Alyx Steadman of the Trevor Project, actor Zachary Quinto, Ambassador Samantha Power, activist Bill Bahlman, and Hunter College president Jennifer Raab. | GAY CITY NEWS
The US Mission to the United Nations marked the 45th anniversary of the Stonewall Rebellion with a forum on June 26 at Hunter College’s Roosevelt House, headlined by UN Ambassador Samantha Power, veteran gay and AIDS activist Bill Bahlman, and out actor and activist Zachary Quinto.
Power celebrated the LGBT movement’s gains but also acknowledged the storm clouds on the horizon here and abroad. On the domestic front, she noted the progress on same-sex marriage in many states, but also pointed out that “several others are considering legislation that would allow businesses to refuse service to LGBT people, justifying it as ‘promoting religious freedom.’”

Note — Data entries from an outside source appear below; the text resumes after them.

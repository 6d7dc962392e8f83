//! Lexical search over documentation segments.
//!
//! A segment is one documentation section: a breadcrumb of titles, a page
//! path, and the section's paragraphs. This crate validates a corpus of
//! segments, builds an immutable inverted index over it, and serves ranked,
//! snippeted query results through [`SearchService`].

pub mod cache;
pub mod cli;
pub mod config;
pub mod corpus;
pub mod error;
pub mod search;
pub mod service;
pub mod tracing;

pub use config::SearchConfig;
pub use corpus::{Corpus, Paragraph, ParagraphKind, Segment};
pub use error::{BuildError, BuildFailure, Result, SearchError};
pub use service::{BuildReport, SearchResult, SearchResults, SearchService, ServiceStatus};
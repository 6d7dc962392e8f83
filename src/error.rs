//! Error handling types and utilities.

use std::path::PathBuf;
use thiserror::Error;

/// A specialized Result type for docsearch operations.
///
/// This is an alias for `anyhow::Result` with context added via `.context()` and
/// `.with_context()` methods in the binary layer.
pub type Result<T> = anyhow::Result<T>;

/// Error returned by [`SearchService::search`](crate::service::SearchService::search).
///
/// A query that times out is not an error; it is surfaced through the
/// `partial` flag on the result set.
#[derive(Debug, Clone, PartialEq, Eq, Error)]
pub enum SearchError {
    /// No index has completed building yet. Retryable.
    #[error("no search index is ready yet")]
    NotReady,
    /// The query could not be tokenized at all.
    ///
    /// The tokenizer degrades gracefully on malformed markup and strange
    /// input, so this is practically unreachable; it exists so callers can
    /// distinguish "bad query" from "no results" if that ever changes.
    #[error("query could not be tokenized")]
    InvalidQuery,
}

/// Catastrophic failure during index construction.
///
/// The previous good snapshot, if any, continues serving; the failed build
/// is discarded and never partially published.
#[derive(Debug, Clone, Error)]
#[error("index build failed: {reason}")]
pub struct BuildFailure {
    pub reason: String,
}

/// Error returned when loading or indexing a corpus fails outright.
///
/// Individual malformed records are *not* errors; they are dropped with a
/// warning and counted in the build report.
#[derive(Debug, Error)]
pub enum BuildError {
    /// The corpus file could not be read.
    #[error("failed to read corpus at {path}: {source}")]
    Io {
        path: PathBuf,
        #[source]
        source: std::io::Error,
    },
    /// The corpus file is not a valid JSON array of segment records.
    #[error("failed to parse corpus at {path}: {source}")]
    Parse {
        path: PathBuf,
        #[source]
        source: serde_json::Error,
    },
}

And Power talked about the international situation “actually taking a sharp turn for the worse for LGBT individuals, becoming more intolerant and dangerous.” She cited the draconian anti-gay laws in Uganda, Russia, and Nigeria and said President Barack Obama has “followed through” on a commitment to impose “consequences” for these laws, particularly in Uganda.
“Our actions alone will not be able to reverse this appalling trend,” Power said, but argued “it is our duty to take the lessons we have learned in our own movement and share them with the people who are waging this struggle beyond our borders.”

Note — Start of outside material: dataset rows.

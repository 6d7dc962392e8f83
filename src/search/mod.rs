//! Full-text search infrastructure for documentation segments.
//!
//! Tokenization, inverted indexing, query parsing, BM25 ranking, and
//! snippet extraction. The service facade in [`crate::service`] wires these
//! together over one immutable snapshot per build.

// Module declarations
pub(crate) mod build;
pub(crate) mod index;
pub(crate) mod query;
pub(crate) mod scoring;
pub(crate) mod snippet;
pub(crate) mod tokenize;

// Public re-exports (used via lib.rs)
pub use build::build_index;
pub use index::{Field, InvertedIndex, Posting};
pub use query::{QueryClause, parse_query};
pub use scoring::{RankedHit, RankedResults, Ranker, bm25};
pub use snippet::extract_snippet;
pub use tokenize::{Token, strip_markup, tokenize, tokenize_markup};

Bahlman, a leader in the post-Stonewall militant Gay Activists Alliance, shared some lessons from those early years that the current corporatized, top-down LGBT rights movement could take to heart. Recalling a “life of hiding” with “little light in our bars” all the way until the late 1960s, he said, “Stonewall changed everything.” GAA set up its headquarters at an old firehouse on Wooster Street and “met every night,” funding its rent and zaps of anti-gay bigots with a modest $2 fee for its weekly dances.

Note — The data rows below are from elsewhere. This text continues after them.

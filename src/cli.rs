use clap::{Parser, Subcommand};
use std::path::PathBuf;

#[derive(Parser)]
#[command(name = "docsearch")]
#[command(about = "Index and search documentation segments", long_about = None)]
pub struct Cli {
    #[command(subcommand)]
    pub command: Commands,
}

#[derive(Subcommand)]
pub enum Commands {
    /// Build an index from a segment corpus and report its shape.
    Build {
        /// Corpus file: a JSON array of segment records.
        #[arg(short, long)]
        corpus: PathBuf,
        /// Also write the built index here for warm restarts.
        #[arg(long)]
        cache: Option<PathBuf>,
    },
    /// Query a corpus and print ranked results.
    Search {
        query: String,
        #[arg(short, long)]
        corpus: PathBuf,
        #[arg(short = 'n', long, default_value = "10")]
        limit: usize,
        /// Soft ranking deadline; expiry returns partial results.
        #[arg(long)]
        timeout_ms: Option<u64>,
        /// Emit the result list as JSON on stdout.
        #[arg(long)]
        json: bool,
        /// Reuse (or create) a cached index at this path.
        #[arg(long)]
        cache: Option<PathBuf>,
        /// TOML file overriding ranking/snippet defaults.
        #[arg(long)]
        config: Option<PathBuf>,
    },
}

Bahlman, now chair of Mt. Sinai’s HIV Community Advisory Board and the associate producer of the “Gay USA” cable TV show, said that GAA’s speaker’s bureau volunteers “talked to two to three thousand students in public schools every week,” a scale of educational outreach absent today. He also recounted activists invading the American Psychiatric Association’s “annual meeting at the Hilton,” demanding of attendees, “How dare you refer to homosexuality as a disorder?,” an action that led by 1973 to the group removing homosexuality from its index of mental disorders.
Quinto –– who played Mr. Spock in “Star Trek” and Tom Wingfield in “The Glass Menagerie” on Broadway and is active with the Trevor Project hotline for LGBT youth –– said he was “inspired” by what he heard, but lamented that his generation is “lazy and doesn’t seem to be getting any less lazy.” His peers, he said, take for granted gains that began before they were born.
“How do we expand in this country and around the world?,” he asked. The solution, he said, can’t just be “political,” though that is essential.
“We have to look deeper at human experience and invite people –– especially young people –– into discourse,” Quinto said. “How do we be the ones to stand up? How do we translate self-respect into respect for others?”
Technology, he said, must be harnessed “to advantage, inviting kids to be responsible.”